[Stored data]
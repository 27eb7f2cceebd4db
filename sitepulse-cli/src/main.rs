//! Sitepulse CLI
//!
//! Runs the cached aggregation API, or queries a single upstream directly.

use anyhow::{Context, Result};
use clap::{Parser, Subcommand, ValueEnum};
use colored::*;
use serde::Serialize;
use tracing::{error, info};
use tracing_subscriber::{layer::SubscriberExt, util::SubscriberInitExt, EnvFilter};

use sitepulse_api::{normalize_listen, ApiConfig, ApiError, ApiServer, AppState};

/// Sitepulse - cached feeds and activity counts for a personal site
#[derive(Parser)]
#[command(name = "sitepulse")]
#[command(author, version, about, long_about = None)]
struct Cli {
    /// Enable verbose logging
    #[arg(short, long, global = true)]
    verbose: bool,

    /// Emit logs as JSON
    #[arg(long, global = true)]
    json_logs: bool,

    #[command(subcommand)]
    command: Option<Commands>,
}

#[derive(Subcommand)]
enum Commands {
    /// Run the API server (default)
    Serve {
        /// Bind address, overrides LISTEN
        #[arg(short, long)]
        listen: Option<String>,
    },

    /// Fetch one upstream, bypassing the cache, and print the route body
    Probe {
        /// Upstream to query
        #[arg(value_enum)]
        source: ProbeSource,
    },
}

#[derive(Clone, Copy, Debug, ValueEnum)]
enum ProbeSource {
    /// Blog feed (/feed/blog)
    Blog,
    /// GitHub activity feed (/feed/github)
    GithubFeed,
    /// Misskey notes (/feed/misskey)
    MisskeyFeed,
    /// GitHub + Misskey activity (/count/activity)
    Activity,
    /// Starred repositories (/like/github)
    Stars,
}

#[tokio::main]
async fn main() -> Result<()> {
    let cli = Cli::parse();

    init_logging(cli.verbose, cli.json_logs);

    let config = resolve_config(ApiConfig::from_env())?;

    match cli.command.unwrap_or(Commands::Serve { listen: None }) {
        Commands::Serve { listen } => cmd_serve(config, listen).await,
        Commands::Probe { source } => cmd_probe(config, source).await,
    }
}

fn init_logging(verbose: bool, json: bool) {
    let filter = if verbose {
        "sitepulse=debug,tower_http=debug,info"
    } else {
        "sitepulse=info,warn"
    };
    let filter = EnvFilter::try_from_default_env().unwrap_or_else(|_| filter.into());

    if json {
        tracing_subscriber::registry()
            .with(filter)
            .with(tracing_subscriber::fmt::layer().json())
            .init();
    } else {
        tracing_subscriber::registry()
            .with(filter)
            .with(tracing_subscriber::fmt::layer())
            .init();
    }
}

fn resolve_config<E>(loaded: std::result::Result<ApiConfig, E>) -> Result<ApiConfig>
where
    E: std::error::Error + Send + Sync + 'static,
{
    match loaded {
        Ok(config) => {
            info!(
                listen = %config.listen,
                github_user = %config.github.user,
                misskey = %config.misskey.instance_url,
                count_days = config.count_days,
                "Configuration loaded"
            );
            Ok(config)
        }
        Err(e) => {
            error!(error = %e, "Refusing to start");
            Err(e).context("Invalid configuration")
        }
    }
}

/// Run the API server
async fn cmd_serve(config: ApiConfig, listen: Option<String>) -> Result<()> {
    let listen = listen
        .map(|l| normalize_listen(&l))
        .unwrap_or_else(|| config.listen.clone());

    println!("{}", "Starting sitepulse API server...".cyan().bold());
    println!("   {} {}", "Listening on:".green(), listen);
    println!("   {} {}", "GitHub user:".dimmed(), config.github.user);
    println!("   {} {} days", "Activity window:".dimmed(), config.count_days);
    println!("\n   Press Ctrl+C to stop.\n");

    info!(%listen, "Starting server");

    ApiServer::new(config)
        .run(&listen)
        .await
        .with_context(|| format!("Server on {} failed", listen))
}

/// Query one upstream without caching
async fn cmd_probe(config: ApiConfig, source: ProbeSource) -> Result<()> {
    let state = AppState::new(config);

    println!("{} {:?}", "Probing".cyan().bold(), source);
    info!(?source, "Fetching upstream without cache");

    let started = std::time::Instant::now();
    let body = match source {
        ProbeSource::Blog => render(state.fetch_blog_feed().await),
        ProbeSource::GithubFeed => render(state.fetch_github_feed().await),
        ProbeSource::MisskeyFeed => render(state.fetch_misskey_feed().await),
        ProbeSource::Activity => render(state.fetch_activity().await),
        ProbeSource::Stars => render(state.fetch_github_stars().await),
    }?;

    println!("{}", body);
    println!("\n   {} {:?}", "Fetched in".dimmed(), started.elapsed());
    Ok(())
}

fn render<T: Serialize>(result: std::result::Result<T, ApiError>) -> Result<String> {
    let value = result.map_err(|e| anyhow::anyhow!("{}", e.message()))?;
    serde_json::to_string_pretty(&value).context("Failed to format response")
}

* * *

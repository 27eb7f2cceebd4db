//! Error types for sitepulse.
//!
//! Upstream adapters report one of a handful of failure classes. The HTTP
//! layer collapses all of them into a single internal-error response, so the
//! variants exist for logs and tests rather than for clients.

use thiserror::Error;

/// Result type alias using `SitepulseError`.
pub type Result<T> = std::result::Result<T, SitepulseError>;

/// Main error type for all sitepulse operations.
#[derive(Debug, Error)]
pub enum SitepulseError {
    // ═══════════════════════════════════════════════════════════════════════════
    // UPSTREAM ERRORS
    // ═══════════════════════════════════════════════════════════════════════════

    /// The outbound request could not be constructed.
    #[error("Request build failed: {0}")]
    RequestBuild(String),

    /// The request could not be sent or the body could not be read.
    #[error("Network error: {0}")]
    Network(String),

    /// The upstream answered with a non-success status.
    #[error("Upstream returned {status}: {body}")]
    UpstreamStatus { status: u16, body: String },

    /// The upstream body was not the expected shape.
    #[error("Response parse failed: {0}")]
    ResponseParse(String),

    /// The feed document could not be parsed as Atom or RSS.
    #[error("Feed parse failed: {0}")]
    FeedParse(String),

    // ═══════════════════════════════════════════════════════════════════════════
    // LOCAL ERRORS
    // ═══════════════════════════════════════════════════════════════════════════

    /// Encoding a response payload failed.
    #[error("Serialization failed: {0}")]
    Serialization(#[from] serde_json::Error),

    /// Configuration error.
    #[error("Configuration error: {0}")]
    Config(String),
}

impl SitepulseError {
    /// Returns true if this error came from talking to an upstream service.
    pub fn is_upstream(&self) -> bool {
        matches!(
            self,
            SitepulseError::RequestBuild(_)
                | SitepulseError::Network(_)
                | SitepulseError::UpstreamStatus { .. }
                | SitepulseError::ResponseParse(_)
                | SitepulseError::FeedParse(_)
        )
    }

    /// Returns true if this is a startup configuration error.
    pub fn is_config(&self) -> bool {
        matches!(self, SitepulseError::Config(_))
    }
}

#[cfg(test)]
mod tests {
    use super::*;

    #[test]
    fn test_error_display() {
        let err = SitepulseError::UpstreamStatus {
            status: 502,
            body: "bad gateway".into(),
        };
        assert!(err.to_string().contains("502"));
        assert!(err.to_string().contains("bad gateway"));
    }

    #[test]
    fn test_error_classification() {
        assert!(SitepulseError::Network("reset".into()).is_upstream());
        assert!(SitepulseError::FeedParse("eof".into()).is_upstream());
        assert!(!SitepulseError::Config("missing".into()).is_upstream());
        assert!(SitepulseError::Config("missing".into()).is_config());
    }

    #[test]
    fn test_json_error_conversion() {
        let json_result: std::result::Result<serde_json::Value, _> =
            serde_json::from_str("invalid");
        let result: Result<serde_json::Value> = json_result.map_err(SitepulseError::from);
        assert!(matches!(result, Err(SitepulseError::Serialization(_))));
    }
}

▸ Assigned task: Look at the records above. Copy every line where the string "Network" occurs.

▸ Exercise output:
    #[error("Network error: {0}")]
    Network(String),
                | SitepulseError::Network(_)
        assert!(SitepulseError::Network("reset".into()).is_upstream());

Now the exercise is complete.